INPUT DATA:

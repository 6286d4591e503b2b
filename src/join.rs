//! Joining messages into a single human-readable string.

use indexmap::IndexSet;

use crate::node::ErrorNode;

/// Joins messages into one period-separated string.
///
/// Duplicates are dropped by exact equality and the first occurrence keeps
/// its position. Each message is followed by `". "` and the result is trimmed.
///
/// # Example
///
/// ```rust
/// use errjoin::join_messages;
///
/// let joined = join_messages(["This field is required", "Too short", "This field is required"]);
/// assert_eq!(joined, "This field is required. Too short.");
/// ```
pub fn join_messages<'a, I>(messages: I) -> String
where
    I: IntoIterator<Item = &'a str>,
{
    let unique: IndexSet<&str> = messages.into_iter().collect();

    let mut joined = String::new();
    for message in unique {
        joined.push_str(message);
        joined.push_str(". ");
    }
    joined.trim().to_string()
}

/// Flattens a whole subtree into one joined string.
///
/// Messages from different fields and rows are pooled before deduplication,
/// so the same text reported for two fields appears once.
pub fn merge_errors(node: &ErrorNode) -> String {
    join_messages(node.messages_depth_first())
}
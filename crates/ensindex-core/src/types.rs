//! Shared types for the reconciliation pipeline.

use std::fmt;

use alloy_primitives::{keccak256, Address, B256, U256};
use serde::{Deserialize, Serialize};

/// EVM chain id (1 = Ethereum mainnet, 8453 = Base, 59144 = Linea).
pub type ChainId = u64;

/// Seconds since the Unix epoch. Signed so that duration arithmetic on
/// corrupted input stays visible instead of wrapping.
pub type UnixTimestamp = i64;

/// A 32-byte ENS node (namehash). Opaque to this crate.
pub type Node = B256;

/// keccak256 of a single label.
pub type LabelHash = B256;

/// The namehash of the empty name.
pub const ROOT_NODE: Node = B256::ZERO;

// ─── Node derivation ─────────────────────────────────────────────────────────

/// `keccak256(parent ‖ label_hash)`: the node of a direct subname of `parent`.
pub fn make_subdomain_node(label_hash: &LabelHash, parent: &Node) -> Node {
    let mut buf = [0u8; 64];
    buf[..32].copy_from_slice(parent.as_slice());
    buf[32..].copy_from_slice(label_hash.as_slice());
    keccak256(buf)
}

/// keccak256 of a label's UTF-8 bytes.
pub fn label_hash(label: &str) -> LabelHash {
    keccak256(label.as_bytes())
}

/// ENS namehash of a dotted name (`"base.eth"`). The empty name maps to
/// [`ROOT_NODE`].
pub fn namehash(name: &str) -> Node {
    if name.is_empty() {
        return ROOT_NODE;
    }
    name.rsplit('.')
        .fold(ROOT_NODE, |node, label| make_subdomain_node(&label_hash(label), &node))
}

/// BaseRegistrar token ids are `uint256(labelhash)`.
pub fn label_hash_from_token_id(token_id: U256) -> LabelHash {
    B256::from(token_id.to_be_bytes::<32>())
}

/// Lowercase `0x`-prefixed hex, the canonical textual form used in keys.
pub fn to_hex(bytes: impl AsRef<[u8]>) -> String {
    format!("0x{}", hex::encode(bytes))
}

/// Lowercase hex form of an address (no EIP-55 checksum).
pub fn address_hex(address: &Address) -> String {
    to_hex(address.as_slice())
}

// ─── Block / event references ────────────────────────────────────────────────

/// The block an event was emitted in.
#[derive(Debug, Clone, Copy, PartialEq, Eq, Serialize, Deserialize)]
pub struct BlockRef {
    pub number: u64,
    /// Unix timestamp of the block (seconds since epoch).
    pub timestamp: UnixTimestamp,
}

/// Position of a log within a chain: ordered by block number, then log index.
#[derive(Debug, Clone, Copy, PartialEq, Eq, PartialOrd, Ord, Hash, Serialize, Deserialize)]
pub struct EventPosition {
    pub block_number: u64,
    pub log_index: u32,
}

impl fmt::Display for EventPosition {
    fn fmt(&self, f: &mut fmt::Formatter<'_>) -> fmt::Result {
        write!(f, "block {} log {}", self.block_number, self.log_index)
    }
}

/// Deterministic identifier of one raw event: `{chain}-{block}-{logIndex}`.
///
/// Redelivering the same log yields the same id, which is what makes replays
/// idempotent.
#[derive(Debug, Clone, PartialEq, Eq, PartialOrd, Ord, Hash, Serialize, Deserialize)]
#[serde(transparent)]
pub struct EventId(String);

impl EventId {
    pub fn new(chain_id: ChainId, block_number: u64, log_index: u32) -> Self {
        Self(format!("{chain_id}-{block_number}-{log_index}"))
    }

    pub fn as_str(&self) -> &str {
        &self.0
    }
}

impl From<String> for EventId {
    fn from(s: String) -> Self {
        Self(s)
    }
}

impl fmt::Display for EventId {
    fn fmt(&self, f: &mut fmt::Formatter<'_>) -> fmt::Result {
        f.write_str(&self.0)
    }
}

/// Immutable audit record of one decoded event.
#[derive(Debug, Clone, PartialEq, Eq, Serialize, Deserialize)]
pub struct EventRef {
    pub id: EventId,
    pub chain_id: ChainId,
    pub contract_address: Address,
    pub event_name: String,
    pub block: BlockRef,
    pub transaction_hash: B256,
    pub log_index: u32,
}

impl EventRef {
    pub fn position(&self) -> EventPosition {
        EventPosition {
            block_number: self.block.number,
            log_index: self.log_index,
        }
    }
}

// ─── Tests ────────────────────────────────────────────────────────────────────

#[cfg(test)]
mod tests {
    use super::*;
    use alloy_primitives::b256;

    #[test]
    fn namehash_of_eth() {
        assert_eq!(
            namehash("eth"),
            b256!("93cdeb708b7545dc668eb9280176169d1c33cfd8ed6f04690a0bcc88a93fc4ae")
        );
    }

    #[test]
    fn namehash_of_empty_is_root() {
        assert_eq!(namehash(""), ROOT_NODE);
    }

    #[test]
    fn subdomain_node_matches_namehash() {
        let eth = namehash("eth");
        assert_eq!(make_subdomain_node(&label_hash("base"), &eth), namehash("base.eth"));
    }

    #[test]
    fn token_id_roundtrips_to_label_hash() {
        let lh = label_hash("vitalik");
        let token_id = U256::from_be_bytes(lh.0);
        assert_eq!(label_hash_from_token_id(token_id), lh);
    }

    #[test]
    fn event_positions_order_by_block_then_log() {
        let a = EventPosition { block_number: 10, log_index: 7 };
        let b = EventPosition { block_number: 11, log_index: 0 };
        let c = EventPosition { block_number: 11, log_index: 3 };
        assert!(a < b && b < c);
    }

    #[test]
    fn event_id_format() {
        assert_eq!(EventId::new(8453, 100, 2).as_str(), "8453-100-2");
    }
}
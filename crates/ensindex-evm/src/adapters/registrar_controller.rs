//! Registrar controllers, one adapter per generation.
//!
//! | generation | registration price | renewal price | referrer |
//! |---|---|---|---|
//! | legacy | `cost` | `cost` | - |
//! | wrapped | `baseCost + premium` | `cost` | - |
//! | unwrapped | `baseCost + premium` | `cost` | `referrer` (bytes32) |
//! | unpriced | - | - | - |
//!
//! A single `cost` is taken as the base cost with a zero premium.

use ensindex_core::action::ActionType;
use ensindex_core::correlator::ControllerEvent;
use ensindex_core::error::IndexerError;
use ensindex_core::handler::{DecodedEvent, EventAdapter, NormalizedEvent};
use ensindex_core::pricing::{PriceBreakdown, Pricing};
use ensindex_core::referral::Referral;
use ensindex_core::subregistry::{ContractBinding, ContractFamily, ControllerGeneration};

use crate::args;

pub struct RegistrarControllerAdapter {
    generation: ControllerGeneration,
}

impl RegistrarControllerAdapter {
    pub fn new(generation: ControllerGeneration) -> Self {
        Self { generation }
    }

    fn pricing(&self, event: &DecodedEvent, action_type: ActionType) -> Result<Pricing, IndexerError> {
        let breakdown = match (self.generation, action_type) {
            (ControllerGeneration::Unpriced, _) => return Ok(Pricing::Unknown),
            (ControllerGeneration::Legacy, _) | (_, ActionType::Renewal) => {
                PriceBreakdown::from_cost(args::u256(event, &["cost"])?)
            }
            (_, ActionType::Registration) => {
                let base_cost = args::u256(event, &["baseCost"])?;
                let premium = args::u256(event, &["premium"])?;
                PriceBreakdown::new(base_cost, premium).ok_or_else(|| {
                    IndexerError::invalid_event(&event.event_name, "baseCost + premium overflows")
                })?
            }
        };
        Ok(Pricing::Available(breakdown))
    }

    fn referral(&self, event: &DecodedEvent) -> Result<Referral, IndexerError> {
        if self.generation.supports_referral() {
            Ok(Referral::from_encoded(args::b256(event, &["referrer"])?))
        } else {
            Ok(Referral::NotApplicable)
        }
    }
}

impl EventAdapter for RegistrarControllerAdapter {
    fn family(&self) -> ContractFamily {
        ContractFamily::RegistrarController(self.generation)
    }

    fn event_names(&self) -> &'static [&'static str] {
        &["NameRegistered", "NameRenewed"]
    }

    fn normalize(
        &self,
        event: &DecodedEvent,
        binding: &ContractBinding,
    ) -> Result<NormalizedEvent, IndexerError> {
        let action_type = match event.event_name.as_str() {
            "NameRegistered" => ActionType::Registration,
            "NameRenewed" => ActionType::Renewal,
            other => return Err(IndexerError::invalid_event(other, "not a controller event")),
        };
        Ok(NormalizedEvent::Controller(ControllerEvent {
            subregistry: binding.subregistry,
            label_hash: args::label_hash(event)?,
            action_type,
            pricing: self.pricing(event, action_type)?,
            referral: self.referral(event)?,
            event: event.event_ref(),
        }))
    }
}

#[cfg(test)]
mod tests {
    use super::*;
    use alloy_primitives::{Address, B256, U256};
    use ensindex_core::referral::ReferrerInfo;
    use ensindex_core::subregistry::{Subregistry, SubregistryId};
    use ensindex_core::types::{label_hash, namehash, to_hex, BlockRef};
    use serde_json::json;

    fn normalize(
        generation: ControllerGeneration,
        name: &str,
        args: serde_json::Value,
    ) -> Result<ControllerEvent, IndexerError> {
        let binding = ContractBinding {
            subregistry: Subregistry {
                id: SubregistryId::new(1, Address::repeat_byte(0x57)),
                node: namehash("eth"),
            },
            family: ContractFamily::RegistrarController(generation),
        };
        let event = DecodedEvent {
            chain_id: 1,
            contract_address: Address::repeat_byte(0x25),
            event_name: name.into(),
            block: BlockRef { number: 10, timestamp: 1000 },
            transaction_hash: B256::repeat_byte(1),
            transaction_from: None,
            log_index: 1,
            args,
        };
        match RegistrarControllerAdapter::new(generation).normalize(&event, &binding)? {
            NormalizedEvent::Controller(c) => Ok(c),
            other => panic!("unexpected {}", other.kind()),
        }
    }

    fn alice() -> String {
        to_hex(label_hash("alice"))
    }

    #[test]
    fn legacy_cost_is_base_cost() {
        let c = normalize(
            ControllerGeneration::Legacy,
            "NameRegistered",
            json!({ "name": "alice", "label": alice(), "cost": "5000", "expires": 2000 }),
        )
        .unwrap();
        let price = c.pricing.breakdown().unwrap();
        assert_eq!(price.base_cost(), U256::from(5000));
        assert_eq!(price.premium(), U256::ZERO);
        assert_eq!(c.referral, Referral::NotApplicable);
        assert_eq!(c.label_hash, label_hash("alice"));
    }

    #[test]
    fn wrapped_registration_splits_premium() {
        let c = normalize(
            ControllerGeneration::Wrapped,
            "NameRegistered",
            json!({ "label": alice(), "baseCost": 100, "premium": 20 }),
        )
        .unwrap();
        assert_eq!(c.pricing.breakdown().unwrap().total(), U256::from(120));

        let renewal = normalize(
            ControllerGeneration::Wrapped,
            "NameRenewed",
            json!({ "label": alice(), "cost": 70 }),
        )
        .unwrap();
        assert_eq!(renewal.action_type, ActionType::Renewal);
        assert_eq!(renewal.pricing.breakdown().unwrap().total(), U256::from(70));
    }

    #[test]
    fn unwrapped_carries_referrer() {
        let referrer = B256::left_padding_from(&[0x42; 20]);
        let c = normalize(
            ControllerGeneration::Unwrapped,
            "NameRegistered",
            json!({
                "label": "alice",
                "labelhash": alice(),
                "baseCost": 100,
                "premium": 0,
                "referrer": to_hex(referrer),
            }),
        )
        .unwrap();
        assert_eq!(c.referral, Referral::Available(ReferrerInfo::from_encoded(referrer)));
        assert_eq!(
            c.referral.info().unwrap().decoded_referrer,
            Address::repeat_byte(0x42)
        );
    }

    #[test]
    fn unwrapped_without_referrer_is_invalid() {
        let err = normalize(
            ControllerGeneration::Unwrapped,
            "NameRenewed",
            json!({ "labelhash": alice(), "cost": 1 }),
        )
        .unwrap_err();
        assert!(matches!(err, IndexerError::InvalidEvent { .. }));
    }

    #[test]
    fn unpriced_reports_nothing() {
        let c = normalize(
            ControllerGeneration::Unpriced,
            "NameRegistered",
            json!({ "label": alice(), "expires": 2000 }),
        )
        .unwrap();
        assert_eq!(c.pricing, Pricing::Unknown);
        assert_eq!(c.referral, Referral::NotApplicable);
    }
}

BRIEF: Retype the portion of the data above that starts on the line with "#[serde(transparent)]" and finishes on the line with "one decoded event.", including both of those lines.

ANSWER TO THE EXERCISE:
#[serde(transparent)]
pub struct EventId(String);

impl EventId {
    pub fn new(chain_id: ChainId, block_number: u64, log_index: u32) -> Self {
        Self(format!("{chain_id}-{block_number}-{log_index}"))
    }

    pub fn as_str(&self) -> &str {
        &self.0
    }
}

impl From<String> for EventId {
    fn from(s: String) -> Self {
        Self(s)
    }
}

impl fmt::Display for EventId {
    fn fmt(&self, f: &mut fmt::Formatter<'_>) -> fmt::Result {
        f.write_str(&self.0)
    }
}

/// Immutable audit record of one decoded event.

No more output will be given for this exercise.